Wednesday, February 04, 2009

Acupuncture Offers Only Minimal Pain Relief - Placebo gets better results than acupuncture in some trials

Acupuncture offers some pain relief but at a level below clinical significance, according to a report published online Jan. 28 in BMJ.

Matias Vested Madsen, of the Nordic Cochrane Centre in Copenhagen, Denmark, and colleagues conducted a review of 13 trials comprising 3,025 patients who underwent acupuncture, placebo (sham) acupuncture, or no acupuncture in randomized trials to establish the pain relief effects of the therapy on pain caused by a range of conditions including knee osteoarthritis, migraine and low back pain.

Acupuncture resulted in a 4 mm reduction in pain levels on a 100 mm visual analogue scale, well below the 10 mm difference that is described as minimal or little change, and therefore of no clinical significance, the investigators found. There was a wide variation in results for placebo acupuncture, from a 24 mm change in some large trials to a clinically irrelevant 5 mm change in others, the researchers report.

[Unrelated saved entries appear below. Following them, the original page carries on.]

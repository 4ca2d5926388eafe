//! Uptime checks and their alert policies.

use async_trait::async_trait;
use serde::{Deserialize, Serialize};
use serde_json::{json, Value};
use tracing::info;

use crate::client::{extract, Client};
use crate::context::OpContext;
use crate::error::ProviderError;
use crate::mapping::{expand_block, flatten_block, string_set};
use crate::provider::ProviderMeta;
use crate::resource::{clear_if_not_found, parse_compound_id, Resource};
use crate::schema::{Attribute, AttributeFlags, Block, NestedBlock, Schema, Validator};
use crate::state::ResourceData;

const CHECKS_PATH: &str = "/v2/uptime/checks";

const CHECK_TYPES: [&str; 3] = ["ping", "http", "https"];
const CHECK_REGIONS: [&str; 4] = ["us_east", "us_west", "eu_west", "se_asia"];

const ALERT_TYPES: [&str; 4] = ["latency", "down", "down_global", "ssl_expiry"];
const COMPARISONS: [&str; 2] = ["greater_than", "less_than"];
const PERIODS: [&str; 7] = ["2m", "3m", "5m", "10m", "15m", "30m", "1h"];

#[derive(Debug, Clone, Default, PartialEq, Serialize, Deserialize)]
#[serde(default)]
struct Check {
    id: String,
    name: String,
    #[serde(rename = "type")]
    kind: String,
    target: String,
    regions: Vec<String>,
    enabled: bool,
}

#[derive(Debug, Clone, Default, PartialEq, Serialize, Deserialize)]
#[serde(default)]
struct SlackDetails {
    channel: String,
    url: String,
}

#[derive(Debug, Clone, Default, PartialEq, Serialize, Deserialize)]
#[serde(default)]
struct Notifications {
    email: Vec<String>,
    slack: Vec<SlackDetails>,
}

#[derive(Debug, Clone, Default, PartialEq, Serialize, Deserialize)]
#[serde(default)]
struct Alert {
    id: String,
    name: String,
    #[serde(rename = "type")]
    kind: String,
    #[serde(skip_serializing_if = "Option::is_none")]
    threshold: Option<i64>,
    #[serde(skip_serializing_if = "String::is_empty")]
    comparison: String,
    #[serde(skip_serializing_if = "String::is_empty")]
    period: String,
    notifications: Notifications,
}

fn check_path(id: &str) -> String {
    format!("{}/{}", CHECKS_PATH, id)
}

fn alerts_path(check_id: &str) -> String {
    format!("{}/alerts", check_path(check_id))
}

fn alert_path(check_id: &str, alert_id: &str) -> String {
    format!("{}/{}", alerts_path(check_id), alert_id)
}

async fn get_check(ctx: &OpContext, client: &Client, id: &str) -> Result<Check, ProviderError> {
    let body = client.get(ctx, &check_path(id), &[]).await?;
    extract(&body, "check")
}

fn check_request(data: &ResourceData) -> Result<Value, ProviderError> {
    let mut body = json!({
        "name": data.require_str("name")?,
        "type": data.require_str("type")?,
        "target": data.require_str("target")?,
        "enabled": data.get_bool("enabled").unwrap_or(true),
    });
    let regions = data.get_strings("regions");
    if !regions.is_empty() {
        body["regions"] = json!(regions);
    }
    Ok(body)
}

fn set_check_state(data: &mut ResourceData, check: &Check) {
    data.set_id(check.id.as_str());
    data.set("name", check.name.as_str());
    data.set("type", check.kind.as_str());
    data.set("target", check.target.as_str());
    data.set("regions", string_set(&check.regions));
    data.set("enabled", check.enabled);
}

/// `digitalocean_uptime_check`
#[derive(Debug, Clone, Copy, Default)]
pub struct UptimeCheckResource;

#[async_trait]
impl Resource for UptimeCheckResource {
    fn schema(&self) -> Schema {
        Schema::v0()
            .with_description("Checks an endpoint from one or more regions.")
            .with_attribute(
                "name",
                Attribute::required_string().with_validator(Validator::NoZeroValues),
            )
            .with_attribute(
                "type",
                Attribute::optional_string()
                    .with_default(json!("https"))
                    .with_validator(Validator::string_in(CHECK_TYPES)),
            )
            .with_attribute(
                "target",
                Attribute::required_string().with_validator(Validator::NoZeroValues),
            )
            .with_attribute(
                "regions",
                Attribute::string_set(AttributeFlags::optional_computed())
                    .with_validator(Validator::string_in(CHECK_REGIONS)),
            )
            .with_attribute("enabled", Attribute::optional_bool().with_default(json!(true)))
    }

    async fn create(
        &self,
        ctx: &OpContext,
        meta: &ProviderMeta,
        data: &mut ResourceData,
    ) -> Result<(), ProviderError> {
        let body = check_request(data)?;
        let response = meta.client.post(ctx, CHECKS_PATH, body).await?;
        let check: Check = extract(&response, "check")?;
        info!(id = %check.id, "uptime check created");
        data.set_id(check.id);
        Ok(())
    }

    async fn read(
        &self,
        ctx: &OpContext,
        meta: &ProviderMeta,
        data: &mut ResourceData,
    ) -> Result<(), ProviderError> {
        match get_check(ctx, &meta.client, data.id()).await {
            Ok(check) => {
                set_check_state(data, &check);
                Ok(())
            },
            Err(err) => clear_if_not_found(err, "uptime check", data),
        }
    }

    async fn update(
        &self,
        ctx: &OpContext,
        meta: &ProviderMeta,
        data: &mut ResourceData,
    ) -> Result<(), ProviderError> {
        if !data.has_changes(&["name", "type", "target", "regions", "enabled"]) {
            return Ok(());
        }
        let body = check_request(data)?;
        meta.client.put(ctx, &check_path(data.id()), body).await?;
        Ok(())
    }

    async fn delete(
        &self,
        ctx: &OpContext,
        meta: &ProviderMeta,
        data: &mut ResourceData,
    ) -> Result<(), ProviderError> {
        if let Err(err) = meta.client.delete(ctx, &check_path(data.id()), &[]).await {
            return clear_if_not_found(err, "uptime check", data);
        }
        data.clear_id();
        Ok(())
    }
}

fn alert_request(data: &ResourceData) -> Result<Value, ProviderError> {
    let mut notifications: Notifications = expand_block(data.get("notifications"))?.unwrap_or_default();
    notifications.email.sort();
    let alert = Alert {
        name: data.require_str("name")?.to_string(),
        kind: data.require_str("type")?.to_string(),
        threshold: data.get_i64("threshold"),
        comparison: data.get_string("comparison"),
        period: data.get_string("period"),
        notifications,
        ..Default::default()
    };
    let mut body = serde_json::to_value(&alert)?;
    if let Value::Object(map) = &mut body {
        map.remove("id");
    }
    Ok(body)
}

fn set_alert_state(data: &mut ResourceData, alert: &Alert) -> Result<(), ProviderError> {
    let mut notifications = alert.notifications.clone();
    notifications.email.sort();
    data.set_id(alert.id.as_str());
    data.set("name", alert.name.as_str());
    data.set("type", alert.kind.as_str());
    match alert.threshold {
        Some(threshold) => data.set("threshold", threshold),
        None => {
            data.remove("threshold");
        },
    }
    for (key, value) in [("comparison", &alert.comparison), ("period", &alert.period)] {
        if value.is_empty() {
            data.remove(key);
        } else {
            data.set(key, value.as_str());
        }
    }
    data.set("notifications", flatten_block(&notifications)?);
    Ok(())
}

/// `digitalocean_uptime_alert`
#[derive(Debug, Clone, Copy, Default)]
pub struct UptimeAlertResource;

#[async_trait]
impl Resource for UptimeAlertResource {
    fn schema(&self) -> Schema {
        let slack = Block::new()
            .with_attribute("channel", Attribute::required_string())
            .with_attribute("url", Attribute::required_string().sensitive());
        let notifications = Block::new()
            .with_attribute("email", Attribute::string_set(AttributeFlags::optional()))
            .with_block("slack", NestedBlock::list(slack));

        Schema::v0()
            .with_description("Notifies email addresses or Slack channels when an uptime check trips.")
            .with_attribute(
                "check_id",
                Attribute::required_string()
                    .with_force_new()
                    .with_validator(Validator::NoZeroValues),
            )
            .with_attribute(
                "name",
                Attribute::required_string().with_validator(Validator::NoZeroValues),
            )
            .with_attribute(
                "type",
                Attribute::required_string().with_validator(Validator::string_in(ALERT_TYPES)),
            )
            .with_attribute("threshold", Attribute::optional_int64())
            .with_attribute(
                "comparison",
                Attribute::optional_string().with_validator(Validator::string_in(COMPARISONS)),
            )
            .with_attribute(
                "period",
                Attribute::optional_string().with_validator(Validator::string_in(PERIODS)),
            )
            .with_block(
                "notifications",
                NestedBlock::list(notifications)
                    .with_min_items(1)
                    .with_max_items(1),
            )
    }

    fn import_state(&self, id: &str) -> Result<ResourceData, ProviderError> {
        let fields = parse_compound_id(id, 2, "<check_id>,<alert_id>")?;
        let mut data = ResourceData::with_id(fields[1].as_str());
        data.set("check_id", fields[0].as_str());
        Ok(data)
    }

    async fn create(
        &self,
        ctx: &OpContext,
        meta: &ProviderMeta,
        data: &mut ResourceData,
    ) -> Result<(), ProviderError> {
        let check_id = data.require_str("check_id")?.to_string();
        let body = alert_request(data)?;
        let response = meta.client.post(ctx, &alerts_path(&check_id), body).await?;
        let alert: Alert = extract(&response, "alert")?;
        info!(check_id = %check_id, id = %alert.id, "uptime alert created");
        data.set_id(alert.id);
        Ok(())
    }

    async fn read(
        &self,
        ctx: &OpContext,
        meta: &ProviderMeta,
        data: &mut ResourceData,
    ) -> Result<(), ProviderError> {
        let path = alert_path(data.require_str("check_id")?, data.id());
        let alert: Alert = match meta.client.get(ctx, &path, &[]).await {
            Ok(body) => extract(&body, "alert")?,
            Err(err) => return clear_if_not_found(err, "uptime alert", data),
        };
        set_alert_state(data, &alert)
    }

    async fn update(
        &self,
        ctx: &OpContext,
        meta: &ProviderMeta,
        data: &mut ResourceData,
    ) -> Result<(), ProviderError> {
        let path = alert_path(data.require_str("check_id")?, data.id());
        let body = alert_request(data)?;
        meta.client.put(ctx, &path, body).await?;
        Ok(())
    }

    async fn delete(
        &self,
        ctx: &OpContext,
        meta: &ProviderMeta,
        data: &mut ResourceData,
    ) -> Result<(), ProviderError> {
        let path = alert_path(data.require_str("check_id")?, data.id());
        if let Err(err) = meta.client.delete(ctx, &path, &[]).await {
            return clear_if_not_found(err, "uptime alert", data);
        }
        data.clear_id();
        Ok(())
    }
}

"We suggest that future trials on acupuncture for pain focus on two strategies. Firstly, researchers could try to reduce bias by ensuring blinding when possible," the authors write. "Secondly, researchers could try to separate the effects involved: the physiological effect of needling at acupuncture sites or at other sites and the psychological effect of the treatment ritual or of the patient-provider interaction more broadly."